Heart failure has become a leading cause of morbidity, mortality, and economic burden worldwide. The cause of heart failure include aging, diabetes, and pressure-overload hypertrophy. Interstitial fibroblast proliferation and fibrosis are key contributors to the development of Heart failure, regardless of the etiology.
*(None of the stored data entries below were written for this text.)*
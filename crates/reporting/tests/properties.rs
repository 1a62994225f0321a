//! Property-based checks for the cleaning, aggregation, significance and
//! impact invariants.

use chrono::{Duration, NaiveDate, NaiveDateTime};
use proptest::prelude::*;
use readout_core::{GroupName, LandingPage, VisitRecord};
use readout_reporting::aggregator::{Aggregator, GroupAggregate};
use readout_reporting::impact::{
    ImpactAssumptions, ImpactEstimator, Recommendation, RecommendationPolicy,
};
use readout_reporting::significance::{SignificanceEngine, Verdict};
use readout_reporting::Cleaner;
use std::collections::{HashMap, HashSet};

fn base() -> NaiveDateTime {
    NaiveDate::from_ymd_opt(2017, 1, 1)
        .unwrap()
        .and_hms_opt(0, 0, 0)
        .unwrap()
}

fn arb_visit() -> impl Strategy<Value = VisitRecord> {
    (0u64..40, 0i64..(30 * 24 * 60), any::<bool>(), any::<bool>(), any::<bool>()).prop_map(
        |(user_id, minutes, treatment, new_page, converted)| VisitRecord {
            user_id,
            timestamp: base() + Duration::minutes(minutes),
            group_name: if treatment {
                GroupName::Treatment
            } else {
                GroupName::Control
            },
            landing_page: if new_page {
                LandingPage::NewPage
            } else {
                LandingPage::OldPage
            },
            converted,
        },
    )
}

proptest! {
    #![proptest_config(ProptestConfig::with_cases(200))]

    #[test]
    fn prop_cleaner_output_is_unique_and_earliest(
        records in prop::collection::vec(arb_visit(), 0..200),
    ) {
        let cleaned = Cleaner::clean(&records);

        let mut ids = HashSet::new();
        for record in &cleaned.records {
            prop_assert!(ids.insert(record.user_id));
        }

        let mut earliest: HashMap<u64, NaiveDateTime> = HashMap::new();
        for record in records.iter().filter(|r| !r.is_mismatched()) {
            earliest
                .entry(record.user_id)
                .and_modify(|t| *t = (*t).min(record.timestamp))
                .or_insert(record.timestamp);
        }
        prop_assert_eq!(cleaned.records.len(), earliest.len());
        for record in &cleaned.records {
            prop_assert_eq!(Some(&record.timestamp), earliest.get(&record.user_id));
        }

        // every surviving record came from a consistent (group, page) pair
        for record in &cleaned.records {
            prop_assert!(records.iter().any(|r| r.user_id == record.user_id
                && r.timestamp == record.timestamp
                && r.group_name == record.group_name
                && !r.is_mismatched()));
        }
    }

    #[test]
    fn prop_cleaner_is_deterministic(
        records in prop::collection::vec(arb_visit(), 0..120),
    ) {
        prop_assert_eq!(Cleaner::clean(&records), Cleaner::clean(&records));
    }

    #[test]
    fn prop_daily_volume_matches_overall(
        records in prop::collection::vec(arb_visit(), 1..200),
    ) {
        let cleaned = Cleaner::clean(&records);
        let aggregator = Aggregator::new(&cleaned.records);
        let overall = aggregator.overall();
        let daily = aggregator.daily_trend();

        for aggregate in &overall {
            let rows: Vec<_> = daily
                .iter()
                .filter(|r| r.group_name == aggregate.group_name)
                .collect();
            let users: u64 = rows.iter().map(|r| r.users).sum();
            prop_assert_eq!(users, aggregate.sample_size);
            if let Some(last) = rows.last() {
                prop_assert_eq!(last.cumulative_rate, aggregate.conversion_rate);
            }
        }
    }

    #[test]
    fn prop_z_score_antisymmetric(
        n_c in 1u64..5000, n_t in 1u64..5000,
        fc in 0.0f64..=1.0, ft in 0.0f64..=1.0,
    ) {
        let x_c = (n_c as f64 * fc).floor() as u64;
        let x_t = (n_t as f64 * ft).floor() as u64;
        let control = GroupAggregate::new(GroupName::Control, n_c, x_c);
        let treatment = GroupAggregate::new(GroupName::Treatment, n_t, x_t);
        let swapped_control = GroupAggregate::new(GroupName::Control, n_t, x_t);
        let swapped_treatment = GroupAggregate::new(GroupName::Treatment, n_c, x_c);

        let forward = SignificanceEngine::test(&control, &treatment).unwrap();
        let backward = SignificanceEngine::test(&swapped_control, &swapped_treatment).unwrap();
        match (forward.z_score, backward.z_score) {
            (Some(a), Some(b)) => prop_assert!((a + b).abs() < 1e-9),
            (None, None) => {}
            other => prop_assert!(false, "z defined on one side only: {:?}", other),
        }
        prop_assert_eq!(forward.verdict, backward.verdict);
    }

    #[test]
    fn prop_equal_rates_not_significant(n in 1u64..5000, f in 0.0f64..=1.0) {
        let x = (n as f64 * f).floor() as u64;
        let control = GroupAggregate::new(GroupName::Control, n, x);
        let treatment = GroupAggregate::new(GroupName::Treatment, n, x);
        let result = SignificanceEngine::test(&control, &treatment).unwrap();
        if let Some(z) = result.z_score {
            prop_assert_eq!(z, 0.0);
            prop_assert_eq!(result.verdict, Verdict::NotSignificant);
        } else {
            prop_assert_eq!(result.verdict, Verdict::Undetermined);
        }
    }

    #[test]
    fn prop_verdict_monotonic(a in 0.0f64..5.0, b in 0.0f64..5.0) {
        let (lo, hi) = if a <= b { (a, b) } else { (b, a) };
        prop_assert!(Verdict::from_z(Some(lo)) <= Verdict::from_z(Some(hi)));
        prop_assert_eq!(Verdict::from_z(Some(-hi)), Verdict::from_z(Some(hi)));
    }

    #[test]
    fn prop_annual_is_twelve_months(
        p_c in 0.0f64..=1.0, p_t in 0.0f64..=1.0,
        visitors in 0.0f64..1e7, revenue in 0.0f64..1e4,
    ) {
        let estimator = ImpactEstimator::new(
            ImpactAssumptions::new(visitors, revenue).unwrap(),
            RecommendationPolicy::default(),
        );
        let estimate = estimator.estimate(Some(p_c), Some(p_t));
        let monthly = estimate.incremental_monthly_revenue.unwrap();
        prop_assert_eq!(estimate.incremental_annual_revenue.unwrap(), monthly * 12.0);

        let lift = p_t - p_c;
        let expected = if lift > 0.005 {
            Recommendation::Ship
        } else if lift > 0.001 {
            Recommendation::Borderline
        } else if lift > 0.0 {
            Recommendation::LiftTooSmall
        } else {
            Recommendation::Underperforms
        };
        prop_assert_eq!(estimate.recommendation, Some(expected));
    }
}
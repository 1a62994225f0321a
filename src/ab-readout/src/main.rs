//! ab-readout — statistical validity and business impact of an A/B test from
//! raw visit records.
//!
//! Loads configuration, ingests the visit file, runs the analysis pipeline and
//! writes the report to stdout or a file. Logs go to stderr.

mod render;

use anyhow::Context;
use clap::Parser;
use readout_analytics::RecordLoader;
use readout_core::config::{AppConfig, OutputFormat};
use readout_reporting::AnalysisPipeline;
use std::path::{Path, PathBuf};
use tracing::info;

#[derive(Parser, Debug)]
#[command(name = "ab-readout")]
#[command(about = "Significance and revenue impact of an A/B test from raw visit records")]
#[command(version)]
struct Cli {
    /// Visit records file (overrides config)
    #[arg(long, env = "AB_READOUT__INPUT__PATH")]
    input: Option<PathBuf>,

    /// TOML configuration file
    #[arg(long)]
    config: Option<PathBuf>,

    /// Report format: json or text (overrides config)
    #[arg(long)]
    format: Option<OutputFormat>,

    /// Write the report here instead of stdout (overrides config)
    #[arg(long)]
    output: Option<PathBuf>,

    /// Assumed monthly visitors for the impact projection (overrides config)
    #[arg(long)]
    monthly_visitors: Option<f64>,

    /// Assumed revenue per conversion (overrides config)
    #[arg(long)]
    revenue_per_conversion: Option<f64>,
}

/// A malformed file or `AB_READOUT__` value fails the run; there is no
/// fallback to defaults.
fn load_config(path: Option<&Path>) -> anyhow::Result<AppConfig> {
    match path {
        Some(path) => AppConfig::load(Some(path))
            .with_context(|| format!("failed to load config from {}", path.display())),
        None => AppConfig::load(None)
            .context("failed to load configuration from AB_READOUT__ environment"),
    }
}

fn main() -> anyhow::Result<()> {
    tracing_subscriber::fmt()
        .with_env_filter(
            tracing_subscriber::EnvFilter::try_from_default_env().unwrap_or_else(|_| {
                "ab_readout=info,readout_reporting=info,readout_analytics=info".into()
            }),
        )
        .with_writer(std::io::stderr)
        .json()
        .init();

    let cli = Cli::parse();

    let mut config = load_config(cli.config.as_deref())?;

    // Apply CLI overrides
    if let Some(input) = cli.input {
        config.input.path = input.display().to_string();
    }
    if let Some(format) = cli.format {
        config.output.format = format;
    }
    if let Some(output) = cli.output {
        config.output.path = Some(output.display().to_string());
    }
    if let Some(visitors) = cli.monthly_visitors {
        config.impact.monthly_visitors = visitors;
    }
    if let Some(revenue) = cli.revenue_per_conversion {
        config.impact.revenue_per_conversion = revenue;
    }

    info!(
        input = %config.input.path,
        format = %config.output.format,
        monthly_visitors = config.impact.monthly_visitors,
        revenue_per_conversion = config.impact.revenue_per_conversion,
        "Configuration loaded"
    );

    let pipeline = AnalysisPipeline::new(&config)?;
    let loader = RecordLoader::new(&config.input)?;
    let records = loader
        .load_path(Path::new(&config.input.path))
        .with_context(|| format!("failed to load {}", config.input.path))?;

    let report = pipeline.run(&records);

    let rendered = match config.output.format {
        OutputFormat::Json => serde_json::to_string_pretty(&report)?,
        OutputFormat::Text => render::text(&report),
    };

    match &config.output.path {
        Some(path) => {
            std::fs::write(path, rendered)
                .with_context(|| format!("failed to write report to {}", path))?;
            info!(path = %path, "Report written");
        }
        None => println!("{}", rendered),
    }

    Ok(())
}
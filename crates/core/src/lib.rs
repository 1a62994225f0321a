pub mod config;
pub mod error;
pub mod types;

pub use crate::config::AppConfig;
pub use error::{ReadoutError, ReadoutResult};
pub use types::{CleanRecord, DataQualityWarning, GroupName, LandingPage, VisitRecord};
Early detection and continued monitoring of fibrosis over the progression of Heart failure may facilitate a better understanding of the pathology of heart failure, help to identify patients who may benefit more from anti- fibrotic interventions, and allow for improved evaluation of the therapeutic effectiveness of different treatments in clinical trials. The activation of fibroblasts are reason for Myocardial fibrosis (MF). Activation of fibroblasts is considered the main mechanism of extracellular matrix remodeling in myocardial infarction, progressive heart failure. The fibroblast activation protein (FAP) expressed by myocardial activated fibroblasts is a serine protease belonging to the cell surface dipeptidyl peptidase (DPP) family, which could be seen as a marker for activated cardiac fibroblasts. Furthermore Somatostatin receptor (SST2) is released in response to vascular congestion and inflammatory and pro-fibrotic stimuli, and is a strong, independent predictor of mortality and heart failure (HF). FAP inhibitors (FAPIs) with an N-(4-quinolinoyl)-Gly-(2-cyanopyrrolidine) scaffold were confirmed as promising inhibitors which combined low nanomolar FAP inhibition and high selectivity indices (>103) with respect to both the DPPs and prolyl oligopeptidase.Radiolabeled FAPI, has been used for non-invasive imaging of FAP expression.[68Ga]FAPI-04 has been successfully applied to the imaging of activated fibroblasts in patients with heart failure and myocardial infarction. However, whether a positron emission tomography/computed tomography (PET/CT) imaging scan of radioactive18F-ALF- FAPI-74 can assess activated fibroblasts in Heart failure remains unknown. In the current study, a Heart failure mouse model with aortic banding will be constructed , followed by [18F]AlF -FAPI-74 PET/CT (AlF = aluminum fluoride) and 18F-FET imaging to determine whether the tracer could be used to detect activated fibroblasts in mice with Heart failure and its mechanism by tracking SST2 receptor. The advantages of this model are that the mortality rate of the banding procedure is relatively low.

The animals are operated on once (primary operation) as stated in the "Sedation, analgesia and anaesthesia" section of the experiment. The experimental groups will be divided into control group sham operated mice as a control group and aortic-banded (AB) mice. Then animals will undergo the PET/CT In vivo imaging

We also use several alternative research methods, e.g. we work a lot with established cell lines and molecular biological methods, but the purpose of the mouse experiments is to study the function of this FAPI, SST2 receptor and integrin protein in intact living mammals. we must be careful not to draw conclusions from in vitro studies that may not reflect the reality in vivo. We shall use different PET tracers to evaluate complete physiological system including factors as biodistribution, PK/PD and target engagement.